To avoid accidental damage to your new liner, shut off power to the pool light junction box (usually located behind the pool wall near the diving board). Then, duct tape a long piece of string to the cord and run it down into the J-box and the pool niche. Leave 3-4 feet of line coiled up inside the slot.
Install the Frame
Take a moment to think about your pool’s features and customization options before moving forward with the installation. Your builder can provide more accurate timelines after assessing your backyard.
Concrete pools can last 30 years or more if well-maintained. However, they can require acid wash treatments every three to five years and resurfacing every decade.
Shotcrete is cement pulled from the back of the truck that must be stacked to form your pool walls. It can lead to cracking. Gunite is a dry mix that consists of sand and cement blown through a hose with water added to the nozzle so the applicator can control how much water goes into the mix.
With the assistance of a qualified contractor for replacement windows Dublin, OH, remove the old windows and sash weights, insert a foam backer rod into the space between the window frame and the wall, and then caulk the window’s exterior.
Install the Glass
The pool-building world can be overwhelming for homeowners unaccustomed to the terminology, technologies, and processes professional pool builders use daily. One of these terms is gunite (also known as shotcrete).
With this process, a highly trained technician loads dry concrete mixture into a hopper, and compressed air shoots it through a specialized nozzle, creating your pool shell. It allows the nozzle to manage the consistency of the concrete, ensuring that your new pool walls and floor are of the highest quality possible.

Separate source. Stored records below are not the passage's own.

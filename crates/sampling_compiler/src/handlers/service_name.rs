use super::{ActionHandler, Candidate, RuleHandler};
use crate::rules::{rule_name, Rule, RuleDetails, RuleScope, ServiceNameRule};
use sampling_actions::{SamplerKind, ValidationError};

/// Service-name sampler: one service rule per filter.
#[derive(Debug, Clone, Copy, Default)]
pub struct ServiceNameHandler;

impl ActionHandler for ServiceNameHandler {
    fn kind(&self) -> SamplerKind {
        SamplerKind::ServiceName
    }
}

impl RuleHandler for ServiceNameHandler {
    fn scope(&self) -> RuleScope {
        RuleScope::Service
    }

    fn rules(&self, candidate: &Candidate) -> Result<Vec<Rule>, ValidationError> {
        let config = candidate
            .samplers()?
            .service_name_sampler
            .as_ref()
            .ok_or(ValidationError::MissingField("serviceNameSampler"))?;
        config.validate()?;

        Ok(config
            .services_name_filters
            .iter()
            .map(|filter| {
                Rule::new(
                    rule_name(candidate.name(), &[filter.service_name.as_str()]),
                    RuleDetails::ServiceName(ServiceNameRule {
                        service_name: filter.service_name.clone(),
                        sampling_ratio: filter.sampling_ratio,
                        fallback_sampling_ratio: filter.fallback_sampling_ratio,
                    }),
                )
            })
            .collect())
    }
}

#[cfg(test)]
mod tests {
    use super::*;
    use crate::handlers::fixtures::service_action;

    #[test]
    fn rule_per_service() {
        let candidate = Candidate::from_action(&service_action("ratios", &["cart", "search"]));
        let names: Vec<_> = ServiceNameHandler
            .rules(&candidate)
            .unwrap()
            .into_iter()
            .map(|r| r.name)
            .collect();
        assert_eq!(names, vec!["ratios/cart", "ratios/search"]);
    }

    #[test]
    fn duplicate_services_are_invalid() {
        let candidate = Candidate::from_action(&service_action("ratios", &["cart", "cart"]));
        assert!(ServiceNameHandler.rules(&candidate).is_err());
    }
}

Shims are long, thin beams with a slight wedge to them, and when placed in the gap between the window and frame, they help keep the level of the window firmly in place. After the shims are in place, an expanding foam is applied around the rim.
Install the Hardware
Adding an inground pool is a cherished investment whether you want to swim laps or enjoy a poolside barbecue. But before you start picturing poolside fun, take some time to consider the best type of pool for your backyard.
Choosing the best pool for your yard comes down to style and customization, cost, durability, and maintenance needs.
Building a concrete pool requires three to six months from the permit process to completion.